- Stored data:
- - -
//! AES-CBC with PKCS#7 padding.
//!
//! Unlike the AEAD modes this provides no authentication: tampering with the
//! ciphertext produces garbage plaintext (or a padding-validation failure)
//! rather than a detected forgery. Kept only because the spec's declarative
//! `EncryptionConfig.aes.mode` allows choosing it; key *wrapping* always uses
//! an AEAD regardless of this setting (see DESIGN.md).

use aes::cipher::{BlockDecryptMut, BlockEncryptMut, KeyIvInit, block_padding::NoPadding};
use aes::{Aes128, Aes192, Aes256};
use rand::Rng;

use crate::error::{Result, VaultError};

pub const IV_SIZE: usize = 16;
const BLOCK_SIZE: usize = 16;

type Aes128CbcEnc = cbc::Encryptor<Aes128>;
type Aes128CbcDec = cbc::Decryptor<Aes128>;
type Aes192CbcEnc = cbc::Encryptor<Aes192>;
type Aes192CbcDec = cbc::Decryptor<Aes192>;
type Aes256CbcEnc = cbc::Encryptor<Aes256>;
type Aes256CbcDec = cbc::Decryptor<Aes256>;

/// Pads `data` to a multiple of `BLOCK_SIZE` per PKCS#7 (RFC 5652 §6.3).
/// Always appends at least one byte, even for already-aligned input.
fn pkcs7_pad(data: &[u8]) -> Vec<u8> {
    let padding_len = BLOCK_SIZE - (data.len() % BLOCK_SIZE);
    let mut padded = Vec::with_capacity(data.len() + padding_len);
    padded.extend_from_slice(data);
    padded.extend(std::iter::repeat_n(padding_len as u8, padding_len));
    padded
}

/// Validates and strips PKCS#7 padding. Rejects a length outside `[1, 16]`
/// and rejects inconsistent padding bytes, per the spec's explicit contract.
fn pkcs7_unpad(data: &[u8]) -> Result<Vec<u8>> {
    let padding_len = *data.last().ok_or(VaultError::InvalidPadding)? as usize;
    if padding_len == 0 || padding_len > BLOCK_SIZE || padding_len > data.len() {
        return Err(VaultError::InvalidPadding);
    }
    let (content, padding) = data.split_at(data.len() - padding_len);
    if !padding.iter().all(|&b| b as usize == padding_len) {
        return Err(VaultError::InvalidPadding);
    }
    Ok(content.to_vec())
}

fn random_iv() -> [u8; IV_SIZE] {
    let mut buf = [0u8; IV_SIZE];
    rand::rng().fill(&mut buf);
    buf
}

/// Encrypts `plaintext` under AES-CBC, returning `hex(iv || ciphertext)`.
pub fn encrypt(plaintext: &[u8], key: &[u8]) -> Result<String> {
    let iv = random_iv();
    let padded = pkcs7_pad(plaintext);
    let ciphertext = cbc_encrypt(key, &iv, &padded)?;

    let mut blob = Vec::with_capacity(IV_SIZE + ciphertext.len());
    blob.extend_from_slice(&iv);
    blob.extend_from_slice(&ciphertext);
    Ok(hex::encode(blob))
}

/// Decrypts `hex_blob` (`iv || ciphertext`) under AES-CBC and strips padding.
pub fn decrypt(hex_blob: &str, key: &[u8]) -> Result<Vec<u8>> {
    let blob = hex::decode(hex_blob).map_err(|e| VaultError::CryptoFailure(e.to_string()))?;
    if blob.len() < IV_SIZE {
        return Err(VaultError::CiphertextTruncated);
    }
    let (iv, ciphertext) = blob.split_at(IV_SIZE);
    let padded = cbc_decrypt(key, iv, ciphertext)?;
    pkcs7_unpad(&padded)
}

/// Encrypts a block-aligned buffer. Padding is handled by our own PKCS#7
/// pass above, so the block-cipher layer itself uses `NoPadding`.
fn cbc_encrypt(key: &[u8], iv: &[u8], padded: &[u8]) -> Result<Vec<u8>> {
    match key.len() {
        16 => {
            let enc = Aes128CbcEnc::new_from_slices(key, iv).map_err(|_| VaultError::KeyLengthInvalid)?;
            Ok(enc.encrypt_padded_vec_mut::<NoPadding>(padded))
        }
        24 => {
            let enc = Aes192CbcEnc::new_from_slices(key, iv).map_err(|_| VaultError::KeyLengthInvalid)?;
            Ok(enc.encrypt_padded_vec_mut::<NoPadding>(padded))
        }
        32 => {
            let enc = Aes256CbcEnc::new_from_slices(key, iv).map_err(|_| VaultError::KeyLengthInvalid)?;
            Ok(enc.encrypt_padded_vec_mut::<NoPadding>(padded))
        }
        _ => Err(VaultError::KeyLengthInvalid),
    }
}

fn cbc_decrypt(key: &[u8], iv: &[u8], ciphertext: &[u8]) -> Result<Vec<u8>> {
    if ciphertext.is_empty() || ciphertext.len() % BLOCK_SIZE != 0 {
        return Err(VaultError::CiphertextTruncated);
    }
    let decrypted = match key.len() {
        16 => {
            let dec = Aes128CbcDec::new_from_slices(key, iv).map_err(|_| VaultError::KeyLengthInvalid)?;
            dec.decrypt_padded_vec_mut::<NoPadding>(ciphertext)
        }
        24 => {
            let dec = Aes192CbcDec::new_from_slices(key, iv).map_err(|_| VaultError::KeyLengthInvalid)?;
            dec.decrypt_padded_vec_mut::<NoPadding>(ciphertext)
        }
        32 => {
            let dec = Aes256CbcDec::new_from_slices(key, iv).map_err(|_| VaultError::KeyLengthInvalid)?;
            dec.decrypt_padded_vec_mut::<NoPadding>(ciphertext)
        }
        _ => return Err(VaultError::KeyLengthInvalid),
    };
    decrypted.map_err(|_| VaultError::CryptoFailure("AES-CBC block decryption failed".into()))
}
- - -
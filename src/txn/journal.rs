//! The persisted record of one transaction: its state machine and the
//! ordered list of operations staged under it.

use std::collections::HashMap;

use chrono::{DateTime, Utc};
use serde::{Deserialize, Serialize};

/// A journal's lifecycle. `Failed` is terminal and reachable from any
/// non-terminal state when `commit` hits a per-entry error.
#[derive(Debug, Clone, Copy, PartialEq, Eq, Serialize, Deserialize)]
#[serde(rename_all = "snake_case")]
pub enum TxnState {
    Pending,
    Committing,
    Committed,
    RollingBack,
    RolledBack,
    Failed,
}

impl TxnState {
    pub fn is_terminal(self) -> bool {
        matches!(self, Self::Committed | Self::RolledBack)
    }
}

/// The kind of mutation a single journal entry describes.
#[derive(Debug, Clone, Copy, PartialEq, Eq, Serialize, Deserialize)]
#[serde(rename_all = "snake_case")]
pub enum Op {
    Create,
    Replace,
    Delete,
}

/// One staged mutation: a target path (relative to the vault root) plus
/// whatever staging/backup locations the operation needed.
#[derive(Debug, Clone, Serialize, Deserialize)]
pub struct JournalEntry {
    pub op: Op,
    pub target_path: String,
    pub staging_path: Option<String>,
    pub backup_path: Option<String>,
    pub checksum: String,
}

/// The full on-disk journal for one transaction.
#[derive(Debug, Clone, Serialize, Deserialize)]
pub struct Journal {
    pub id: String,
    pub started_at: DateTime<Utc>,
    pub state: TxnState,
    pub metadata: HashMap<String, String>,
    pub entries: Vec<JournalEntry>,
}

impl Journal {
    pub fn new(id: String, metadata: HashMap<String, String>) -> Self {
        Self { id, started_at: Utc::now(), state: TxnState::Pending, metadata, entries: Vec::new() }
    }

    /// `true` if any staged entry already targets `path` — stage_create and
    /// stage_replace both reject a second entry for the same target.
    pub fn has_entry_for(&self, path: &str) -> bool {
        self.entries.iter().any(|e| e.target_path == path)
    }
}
- - -
- Goal of the exercise:
Output only an exact transcription of the lines above from the one with "with PKCS#7 padding." up to and including the one with "key *wrapping* always uses".

- Response to the task:
//! AES-CBC with PKCS#7 padding.
//!
//! Unlike the AEAD modes this provides no authentication: tampering with the
//! ciphertext produces garbage plaintext (or a padding-validation failure)
//! rather than a detected forgery. Kept only because the spec's declarative
//! `EncryptionConfig.aes.mode` allows choosing it; key *wrapping* always uses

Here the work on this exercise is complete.